#### [What this task involves]
Keyword search on "async": report each line of the records that contains it.
"""
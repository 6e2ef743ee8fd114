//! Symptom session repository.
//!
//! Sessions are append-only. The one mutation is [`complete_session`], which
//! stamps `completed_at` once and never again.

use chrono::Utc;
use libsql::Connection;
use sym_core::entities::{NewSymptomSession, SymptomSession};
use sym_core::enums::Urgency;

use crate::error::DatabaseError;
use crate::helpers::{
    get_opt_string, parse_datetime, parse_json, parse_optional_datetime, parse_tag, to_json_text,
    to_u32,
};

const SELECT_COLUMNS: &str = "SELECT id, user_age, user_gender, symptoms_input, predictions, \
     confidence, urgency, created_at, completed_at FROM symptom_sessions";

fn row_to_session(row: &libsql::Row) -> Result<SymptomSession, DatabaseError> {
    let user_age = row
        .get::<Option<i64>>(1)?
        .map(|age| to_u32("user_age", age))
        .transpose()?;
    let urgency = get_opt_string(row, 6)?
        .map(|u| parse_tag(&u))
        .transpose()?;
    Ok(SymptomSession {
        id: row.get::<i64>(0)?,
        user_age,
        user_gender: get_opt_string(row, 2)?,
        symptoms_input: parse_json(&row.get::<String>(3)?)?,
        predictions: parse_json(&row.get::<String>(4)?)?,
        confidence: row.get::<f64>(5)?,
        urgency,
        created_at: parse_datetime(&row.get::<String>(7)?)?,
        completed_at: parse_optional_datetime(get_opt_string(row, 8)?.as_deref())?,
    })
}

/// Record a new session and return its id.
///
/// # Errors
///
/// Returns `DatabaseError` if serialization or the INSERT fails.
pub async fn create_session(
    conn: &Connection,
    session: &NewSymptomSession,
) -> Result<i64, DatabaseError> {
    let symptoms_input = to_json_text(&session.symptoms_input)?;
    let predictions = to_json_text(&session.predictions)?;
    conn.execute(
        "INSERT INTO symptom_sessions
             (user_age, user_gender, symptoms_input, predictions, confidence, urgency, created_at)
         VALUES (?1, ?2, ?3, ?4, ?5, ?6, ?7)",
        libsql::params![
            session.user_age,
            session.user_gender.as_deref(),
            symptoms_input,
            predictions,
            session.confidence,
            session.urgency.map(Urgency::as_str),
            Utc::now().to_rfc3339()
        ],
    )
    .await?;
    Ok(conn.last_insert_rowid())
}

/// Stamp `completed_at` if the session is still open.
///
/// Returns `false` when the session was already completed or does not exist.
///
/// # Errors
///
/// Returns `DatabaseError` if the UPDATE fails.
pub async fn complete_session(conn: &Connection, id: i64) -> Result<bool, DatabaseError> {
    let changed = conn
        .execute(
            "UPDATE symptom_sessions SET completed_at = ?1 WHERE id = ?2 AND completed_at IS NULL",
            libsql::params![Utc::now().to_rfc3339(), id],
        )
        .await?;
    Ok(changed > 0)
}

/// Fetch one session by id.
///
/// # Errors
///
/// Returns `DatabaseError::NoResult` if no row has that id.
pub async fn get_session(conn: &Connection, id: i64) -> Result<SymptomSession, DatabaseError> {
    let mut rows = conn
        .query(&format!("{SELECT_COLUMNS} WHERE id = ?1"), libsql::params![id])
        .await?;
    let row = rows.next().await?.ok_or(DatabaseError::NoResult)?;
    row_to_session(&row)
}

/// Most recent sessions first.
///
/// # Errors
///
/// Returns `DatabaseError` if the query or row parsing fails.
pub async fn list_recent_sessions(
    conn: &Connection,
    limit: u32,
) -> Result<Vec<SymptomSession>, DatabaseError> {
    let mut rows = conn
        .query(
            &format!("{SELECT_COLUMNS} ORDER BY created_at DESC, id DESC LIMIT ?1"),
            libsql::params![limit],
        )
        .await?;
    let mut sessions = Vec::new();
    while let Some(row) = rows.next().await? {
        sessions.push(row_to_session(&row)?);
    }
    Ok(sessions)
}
"""
"""
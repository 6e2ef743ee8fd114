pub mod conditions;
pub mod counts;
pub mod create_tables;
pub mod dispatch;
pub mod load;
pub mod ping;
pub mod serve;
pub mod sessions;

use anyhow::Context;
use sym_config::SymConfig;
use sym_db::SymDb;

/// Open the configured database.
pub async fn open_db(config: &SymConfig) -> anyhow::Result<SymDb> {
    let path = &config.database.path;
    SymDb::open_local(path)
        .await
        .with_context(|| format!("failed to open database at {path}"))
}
"""
#### [Answer below]
pub async fn create_session(
pub async fn complete_session(conn: &Connection, id: i64) -> Result<bool, DatabaseError> {
pub async fn get_session(conn: &Connection, id: i64) -> Result<SymptomSession, DatabaseError> {
pub async fn list_recent_sessions(
pub async fn open_db(config: &SymConfig) -> anyhow::Result<SymDb> {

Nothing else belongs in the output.